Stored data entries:
-- Opening Marker --

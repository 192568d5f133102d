// Copyright 2019-2021 Parity Technologies (UK) Ltd.
// This file is part of metareg.
//
// metareg is free software: you can redistribute it and/or modify
// it under the terms of the GNU General Public License as published by
// the Free Software Foundation, either version 3 of the License, or
// (at your option) any later version.
//
// metareg is distributed in the hope that it will be useful,
// but WITHOUT ANY WARRANTY; without even the implied warranty of
// MERCHANTABILITY or FITNESS FOR A PARTICULAR PURPOSE.  See the
// GNU General Public License for more details.
//
// You should have received a copy of the GNU General Public License
// along with metareg.  If not, see <http://www.gnu.org/licenses/>.

use super::{BitOrder, Field, Lookup, LookupError, LookupType, PrimitiveKind, TypeDef, TypeId, TypeParam, VariantDef};
use scale_info::{form::PortableForm, PortableRegistry, TypeDefPrimitive};

#[derive(Debug, Clone, PartialEq, thiserror::Error)]
#[error("bit order type {0} is neither Lsb0 nor Msb0")]
pub struct BitOrderNotFound(pub u32);

pub(super) fn from_portable(registry: &PortableRegistry) -> Result<Lookup, LookupError> {
	let mut types = Vec::with_capacity(registry.types.len());
	for (position, portable) in registry.types.iter().enumerate() {
		if portable.id as usize != position {
			return Err(LookupError::NonSequentialId { position, found: portable.id });
		}
		let ty = &portable.ty;
		let params = ty
			.type_params
			.iter()
			.map(|p| TypeParam { name: p.name.clone(), ty: p.ty.as_ref().map(|t| TypeId(t.id)) })
			.collect();

		types.push(LookupType {
			id: TypeId(portable.id),
			path: ty.path.segments.clone(),
			params,
			def: match collection_item(registry, ty) {
				Some(item) => TypeDef::Sequence(item),
				None => convert_def(registry, &ty.type_def)?,
			},
			docs: ty.docs.clone(),
		});
	}
	log::trace!("converted {} portable types", types.len());
	Ok(Lookup { types })
}

/// `BTreeMap` and `BTreeSet` are described as a composite wrapping a sequence, but encode as
/// the bare sequence.
fn collection_item(registry: &PortableRegistry, ty: &scale_info::Type<PortableForm>) -> Option<TypeId> {
	if !matches!(ty.path.segments.as_slice(), [name] if name == "BTreeMap" || name == "BTreeSet") {
		return None;
	}
	let scale_info::TypeDef::Composite(c) = &ty.type_def else { return None };
	let [field] = c.fields.as_slice() else { return None };
	match &registry.resolve(field.ty.id)?.type_def {
		scale_info::TypeDef::Sequence(s) => Some(TypeId(s.type_param.id)),
		_ => None,
	}
}

fn convert_def(registry: &PortableRegistry, def: &scale_info::TypeDef<PortableForm>) -> Result<TypeDef, LookupError> {
	use scale_info::TypeDef as S;
	let def = match def {
		S::Composite(c) => TypeDef::Composite(c.fields.iter().map(convert_field).collect()),
		S::Variant(v) => TypeDef::Variant(
			v.variants
				.iter()
				.map(|var| VariantDef {
					name: var.name.clone(),
					index: var.index,
					fields: var.fields.iter().map(convert_field).collect(),
					docs: var.docs.clone(),
				})
				.collect(),
		),
		S::Sequence(s) => TypeDef::Sequence(TypeId(s.type_param.id)),
		S::Array(a) => TypeDef::Array { len: a.len, ty: TypeId(a.type_param.id) },
		S::Tuple(t) => TypeDef::Tuple(t.fields.iter().map(|f| TypeId(f.id)).collect()),
		S::Primitive(p) => TypeDef::Primitive(convert_primitive(p)),
		S::Compact(c) => TypeDef::Compact(TypeId(c.type_param.id)),
		S::BitSequence(b) => {
			let order_id = b.bit_order_type.id;
			let order = registry
				.resolve(order_id)
				.and_then(|ty| ty.path.segments.last())
				.and_then(|name| match name.as_str() {
					"Lsb0" => Some(BitOrder::Lsb0),
					"Msb0" => Some(BitOrder::Msb0),
					_ => None,
				})
				.ok_or(BitOrderNotFound(order_id))?;
			TypeDef::BitSequence { store: TypeId(b.bit_store_type.id), order }
		}
	};
	Ok(def)
}

fn convert_field(f: &scale_info::Field<PortableForm>) -> Field {
	Field { name: f.name.clone(), ty: TypeId(f.ty.id), type_name: f.type_name.clone(), docs: f.docs.clone() }
}

fn convert_primitive(p: &TypeDefPrimitive) -> PrimitiveKind {
	match p {
		TypeDefPrimitive::Bool => PrimitiveKind::Bool,
		TypeDefPrimitive::Char => PrimitiveKind::Char,
		TypeDefPrimitive::Str => PrimitiveKind::Str,
		TypeDefPrimitive::U8 => PrimitiveKind::U8,
		TypeDefPrimitive::U16 => PrimitiveKind::U16,
		TypeDefPrimitive::U32 => PrimitiveKind::U32,
		TypeDefPrimitive::U64 => PrimitiveKind::U64,
		TypeDefPrimitive::U128 => PrimitiveKind::U128,
		TypeDefPrimitive::U256 => PrimitiveKind::U256,
		TypeDefPrimitive::I8 => PrimitiveKind::I8,
		TypeDefPrimitive::I16 => PrimitiveKind::I16,
		TypeDefPrimitive::I32 => PrimitiveKind::I32,
		TypeDefPrimitive::I64 => PrimitiveKind::I64,
		TypeDefPrimitive::I128 => PrimitiveKind::I128,
		TypeDefPrimitive::I256 => PrimitiveKind::I256,
	}
}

-- Closing Marker --

[Your instructions] Report only how many lines in the entries contain "types".

[Result of this exercise] 5